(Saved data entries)
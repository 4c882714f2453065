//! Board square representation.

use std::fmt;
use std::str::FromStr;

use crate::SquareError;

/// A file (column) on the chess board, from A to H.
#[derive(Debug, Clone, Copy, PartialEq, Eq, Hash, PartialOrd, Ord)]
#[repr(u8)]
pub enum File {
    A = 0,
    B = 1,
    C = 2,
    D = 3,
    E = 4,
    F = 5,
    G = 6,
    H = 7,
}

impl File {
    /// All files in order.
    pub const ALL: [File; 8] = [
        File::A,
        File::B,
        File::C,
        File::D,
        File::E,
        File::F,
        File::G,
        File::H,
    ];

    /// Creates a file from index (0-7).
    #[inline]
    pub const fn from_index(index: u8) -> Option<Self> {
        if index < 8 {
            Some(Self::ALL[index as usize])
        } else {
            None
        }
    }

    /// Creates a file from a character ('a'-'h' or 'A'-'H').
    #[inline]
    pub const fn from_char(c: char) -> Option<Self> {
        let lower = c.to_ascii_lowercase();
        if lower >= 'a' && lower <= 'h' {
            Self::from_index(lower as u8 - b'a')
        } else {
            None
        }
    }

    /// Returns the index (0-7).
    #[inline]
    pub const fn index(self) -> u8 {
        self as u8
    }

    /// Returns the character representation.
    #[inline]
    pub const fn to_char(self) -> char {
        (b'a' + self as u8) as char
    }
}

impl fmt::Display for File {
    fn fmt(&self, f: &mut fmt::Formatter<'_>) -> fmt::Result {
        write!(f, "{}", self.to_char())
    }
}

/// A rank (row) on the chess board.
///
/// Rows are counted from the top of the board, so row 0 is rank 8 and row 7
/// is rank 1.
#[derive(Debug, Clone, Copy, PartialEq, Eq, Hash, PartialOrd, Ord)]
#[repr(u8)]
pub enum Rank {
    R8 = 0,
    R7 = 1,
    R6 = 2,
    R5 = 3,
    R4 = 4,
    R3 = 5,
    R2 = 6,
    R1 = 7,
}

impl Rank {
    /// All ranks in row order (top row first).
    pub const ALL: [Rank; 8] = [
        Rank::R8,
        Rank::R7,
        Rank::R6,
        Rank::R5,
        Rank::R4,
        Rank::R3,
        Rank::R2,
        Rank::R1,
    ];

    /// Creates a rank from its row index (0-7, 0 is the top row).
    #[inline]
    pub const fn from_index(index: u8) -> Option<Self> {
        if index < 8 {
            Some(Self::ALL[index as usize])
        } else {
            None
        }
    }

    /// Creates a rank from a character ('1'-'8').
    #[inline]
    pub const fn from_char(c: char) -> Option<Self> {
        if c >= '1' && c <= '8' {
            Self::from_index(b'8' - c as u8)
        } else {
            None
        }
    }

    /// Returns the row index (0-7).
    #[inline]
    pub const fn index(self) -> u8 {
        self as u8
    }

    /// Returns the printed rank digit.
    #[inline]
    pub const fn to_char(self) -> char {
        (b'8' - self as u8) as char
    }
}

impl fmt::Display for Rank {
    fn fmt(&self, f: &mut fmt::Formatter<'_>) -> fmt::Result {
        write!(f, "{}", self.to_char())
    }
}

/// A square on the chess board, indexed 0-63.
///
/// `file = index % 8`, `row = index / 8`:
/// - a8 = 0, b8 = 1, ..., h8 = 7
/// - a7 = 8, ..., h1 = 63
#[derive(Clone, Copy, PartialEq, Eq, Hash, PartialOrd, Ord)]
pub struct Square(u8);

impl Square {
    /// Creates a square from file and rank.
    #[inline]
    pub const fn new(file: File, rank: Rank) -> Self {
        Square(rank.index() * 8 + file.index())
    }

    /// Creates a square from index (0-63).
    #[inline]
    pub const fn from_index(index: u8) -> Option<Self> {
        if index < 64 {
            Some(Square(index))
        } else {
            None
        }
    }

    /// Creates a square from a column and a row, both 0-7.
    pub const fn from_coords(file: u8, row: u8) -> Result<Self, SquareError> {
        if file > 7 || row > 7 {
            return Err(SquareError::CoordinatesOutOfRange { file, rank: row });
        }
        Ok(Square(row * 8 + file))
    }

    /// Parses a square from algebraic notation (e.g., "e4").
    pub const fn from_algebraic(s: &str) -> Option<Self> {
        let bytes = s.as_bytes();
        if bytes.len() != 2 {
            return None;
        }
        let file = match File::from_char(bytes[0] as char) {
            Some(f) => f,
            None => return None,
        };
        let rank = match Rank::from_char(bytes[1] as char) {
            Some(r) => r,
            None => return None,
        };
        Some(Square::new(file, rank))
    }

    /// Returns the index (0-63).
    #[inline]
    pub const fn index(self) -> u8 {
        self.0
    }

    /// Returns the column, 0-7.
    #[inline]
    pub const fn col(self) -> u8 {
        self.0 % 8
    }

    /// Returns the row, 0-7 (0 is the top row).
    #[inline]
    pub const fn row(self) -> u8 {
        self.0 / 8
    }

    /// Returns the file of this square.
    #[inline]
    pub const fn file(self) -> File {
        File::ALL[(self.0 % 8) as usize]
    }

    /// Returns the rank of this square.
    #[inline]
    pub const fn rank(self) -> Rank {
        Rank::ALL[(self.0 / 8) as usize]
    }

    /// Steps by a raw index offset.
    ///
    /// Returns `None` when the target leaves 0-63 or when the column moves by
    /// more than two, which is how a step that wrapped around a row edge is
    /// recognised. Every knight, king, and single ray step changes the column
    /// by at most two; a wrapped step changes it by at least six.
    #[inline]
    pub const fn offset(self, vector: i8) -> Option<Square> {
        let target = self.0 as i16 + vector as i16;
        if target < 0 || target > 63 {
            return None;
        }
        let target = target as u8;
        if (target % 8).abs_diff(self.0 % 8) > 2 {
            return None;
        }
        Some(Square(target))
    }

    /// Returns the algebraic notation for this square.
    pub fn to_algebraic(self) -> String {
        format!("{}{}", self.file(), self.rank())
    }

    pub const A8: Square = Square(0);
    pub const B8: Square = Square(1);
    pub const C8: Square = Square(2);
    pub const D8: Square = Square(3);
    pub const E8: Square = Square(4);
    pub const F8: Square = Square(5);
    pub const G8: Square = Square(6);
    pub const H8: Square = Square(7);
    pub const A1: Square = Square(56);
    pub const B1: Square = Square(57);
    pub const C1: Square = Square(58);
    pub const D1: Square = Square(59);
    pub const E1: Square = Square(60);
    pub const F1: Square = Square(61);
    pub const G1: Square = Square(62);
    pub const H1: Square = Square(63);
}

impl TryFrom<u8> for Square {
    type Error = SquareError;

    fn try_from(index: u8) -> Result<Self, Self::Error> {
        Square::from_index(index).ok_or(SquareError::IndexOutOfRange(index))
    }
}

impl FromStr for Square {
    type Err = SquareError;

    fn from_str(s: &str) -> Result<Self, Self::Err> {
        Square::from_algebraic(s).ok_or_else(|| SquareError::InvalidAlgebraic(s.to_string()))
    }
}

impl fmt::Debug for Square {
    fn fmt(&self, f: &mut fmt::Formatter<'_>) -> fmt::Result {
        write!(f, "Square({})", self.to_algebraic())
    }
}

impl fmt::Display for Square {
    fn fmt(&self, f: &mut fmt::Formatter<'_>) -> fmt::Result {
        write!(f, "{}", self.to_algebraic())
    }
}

** INSTRUCTIONS FOR THE TASK **
Take the entries above and transcribe them exactly.

** SOLUTION TO THIS TASK **
repository 4c882714f2453065
//! Board square representation.

use std::fmt;
use std::str::FromStr;

use crate::SquareError;

/// A file (column) on the chess board, from A to H.
#[derive(Debug, Clone, Copy, PartialEq, Eq, Hash, PartialOrd, Ord)]
#[repr(u8)]
pub enum File {
    A = 0,
    B = 1,
    C = 2,
    D = 3,
    E = 4,
    F = 5,
    G = 6,
    H = 7,
}

impl File {
    /// All files in order.
    pub const ALL: [File; 8] = [
        File::A,
        File::B,
        File::C,
        File::D,
        File::E,
        File::F,
        File::G,
        File::H,
    ];

    /// Creates a file from index (0-7).
    #[inline]
    pub const fn from_index(index: u8) -> Option<Self> {
        if index < 8 {
            Some(Self::ALL[index as usize])
        } else {
            None
        }
    }

    /// Creates a file from a character ('a'-'h' or 'A'-'H').
    #[inline]
    pub const fn from_char(c: char) -> Option<Self> {
        let lower = c.to_ascii_lowercase();
        if lower >= 'a' && lower <= 'h' {
            Self::from_index(lower as u8 - b'a')
        } else {
            None
        }
    }

    /// Returns the index (0-7).
    #[inline]
    pub const fn index(self) -> u8 {
        self as u8
    }

    /// Returns the character representation.
    #[inline]
    pub const fn to_char(self) -> char {
        (b'a' + self as u8) as char
    }
}

impl fmt::Display for File {
    fn fmt(&self, f: &mut fmt::Formatter<'_>) -> fmt::Result {
        write!(f, "{}", self.to_char())
    }
}

/// A rank (row) on the chess board.
///
/// Rows are counted from the top of the board, so row 0 is rank 8 and row 7
/// is rank 1.
#[derive(Debug, Clone, Copy, PartialEq, Eq, Hash, PartialOrd, Ord)]
#[repr(u8)]
pub enum Rank {
    R8 = 0,
    R7 = 1,
    R6 = 2,
    R5 = 3,
    R4 = 4,
    R3 = 5,
    R2 = 6,
    R1 = 7,
}

impl Rank {
    /// All ranks in row order (top row first).
    pub const ALL: [Rank; 8] = [
        Rank::R8,
        Rank::R7,
        Rank::R6,
        Rank::R5,
        Rank::R4,
        Rank::R3,
        Rank::R2,
        Rank::R1,
    ];

    /// Creates a rank from its row index (0-7, 0 is the top row).
    #[inline]
    pub const fn from_index(index: u8) -> Option<Self> {
        if index < 8 {
            Some(Self::ALL[index as usize])
        } else {
            None
        }
    }

    /// Creates a rank from a character ('1'-'8').
    #[inline]
    pub const fn from_char(c: char) -> Option<Self> {
        if c >= '1' && c <= '8' {
            Self::from_index(b'8' - c as u8)
        } else {
            None
        }
    }

    /// Returns the row index (0-7).
    #[inline]
    pub const fn index(self) -> u8 {
        self as u8
    }

    /// Returns the printed rank digit.
    #[inline]
    pub const fn to_char(self) -> char {
        (b'8' - self as u8) as char
    }
}

impl fmt::Display for Rank {
    fn fmt(&self, f: &mut fmt::Formatter<'_>) -> fmt::Result {
        write!(f, "{}", self.to_char())
    }
}

/// A square on the chess board, indexed 0-63.
///
/// `file = index % 8`, `row = index / 8`:
/// - a8 = 0, b8 = 1, ..., h8 = 7
/// - a7 = 8, ..., h1 = 63
#[derive(Clone, Copy, PartialEq, Eq, Hash, PartialOrd, Ord)]
pub struct Square(u8);

impl Square {
    /// Creates a square from file and rank.
    #[inline]
    pub const fn new(file: File, rank: Rank) -> Self {
        Square(rank.index() * 8 + file.index())
    }

    /// Creates a square from index (0-63).
    #[inline]
    pub const fn from_index(index: u8) -> Option<Self> {
        if index < 64 {
            Some(Square(index))
        } else {
            None
        }
    }

    /// Creates a square from a column and a row, both 0-7.
    pub const fn from_coords(file: u8, row: u8) -> Result<Self, SquareError> {
        if file > 7 || row > 7 {
            return Err(SquareError::CoordinatesOutOfRange { file, rank: row });
        }
        Ok(Square(row * 8 + file))
    }

    /// Parses a square from algebraic notation (e.g., "e4").
    pub const fn from_algebraic(s: &str) -> Option<Self> {
        let bytes = s.as_bytes();
        if bytes.len() != 2 {
            return None;
        }
        let file = match File::from_char(bytes[0] as char) {
            Some(f) => f,
            None => return None,
        };
        let rank = match Rank::from_char(bytes[1] as char) {
            Some(r) => r,
            None => return None,
        };
        Some(Square::new(file, rank))
    }

    /// Returns the index (0-63).
    #[inline]
    pub const fn index(self) -> u8 {
        self.0
    }

    /// Returns the column, 0-7.
    #[inline]
    pub const fn col(self) -> u8 {
        self.0 % 8
    }

    /// Returns the row, 0-7 (0 is the top row).
    #[inline]
    pub const fn row(self) -> u8 {
        self.0 / 8
    }

    /// Returns the file of this square.
    #[inline]
    pub const fn file(self) -> File {
        File::ALL[(self.0 % 8) as usize]
    }

    /// Returns the rank of this square.
    #[inline]
    pub const fn rank(self) -> Rank {
        Rank::ALL[(self.0 / 8) as usize]
    }

    /// Steps by a raw index offset.
    ///
    /// Returns `None` when the target leaves 0-63 or when the column moves by
    /// more than two, which is how a step that wrapped around a row edge is
    /// recognised. Every knight, king, and single ray step changes the column
    /// by at most two; a wrapped step changes it by at least six.
    #[inline]
    pub const fn offset(self, vector: i8) -> Option<Square> {
        let target = self.0 as i16 + vector as i16;
        if target < 0 || target > 63 {
            return None;
        }
        let target = target as u8;
        if (target % 8).abs_diff(self.0 % 8) > 2 {
            return None;
        }
        Some(Square(target))
    }

    /// Returns the algebraic notation for this square.
    pub fn to_algebraic(self) -> String {
        format!("{}{}", self.file(), self.rank())
    }

    pub const A8: Square = Square(0);
    pub const B8: Square = Square(1);
    pub const C8: Square = Square(2);
    pub const D8: Square = Square(3);
    pub const E8: Square = Square(4);
    pub const F8: Square = Square(5);
    pub const G8: Square = Square(6);
    pub const H8: Square = Square(7);
    pub const A1: Square = Square(56);
    pub const B1: Square = Square(57);
    pub const C1: Square = Square(58);
    pub const D1: Square = Square(59);
    pub const E1: Square = Square(60);
    pub const F1: Square = Square(61);
    pub const G1: Square = Square(62);
    pub const H1: Square = Square(63);
}

impl TryFrom<u8> for Square {
    type Error = SquareError;

    fn try_from(index: u8) -> Result<Self, Self::Error> {
        Square::from_index(index).ok_or(SquareError::IndexOutOfRange(index))
    }
}

impl FromStr for Square {
    type Err = SquareError;

    fn from_str(s: &str) -> Result<Self, Self::Err> {
        Square::from_algebraic(s).ok_or_else(|| SquareError::InvalidAlgebraic(s.to_string()))
    }
}

impl fmt::Debug for Square {
    fn fmt(&self, f: &mut fmt::Formatter<'_>) -> fmt::Result {
        write!(f, "Square({})", self.to_algebraic())
    }
}

impl fmt::Display for Square {
    fn fmt(&self, f: &mut fmt::Formatter<'_>) -> fmt::Result {
        write!(f, "{}", self.to_algebraic())
    }
}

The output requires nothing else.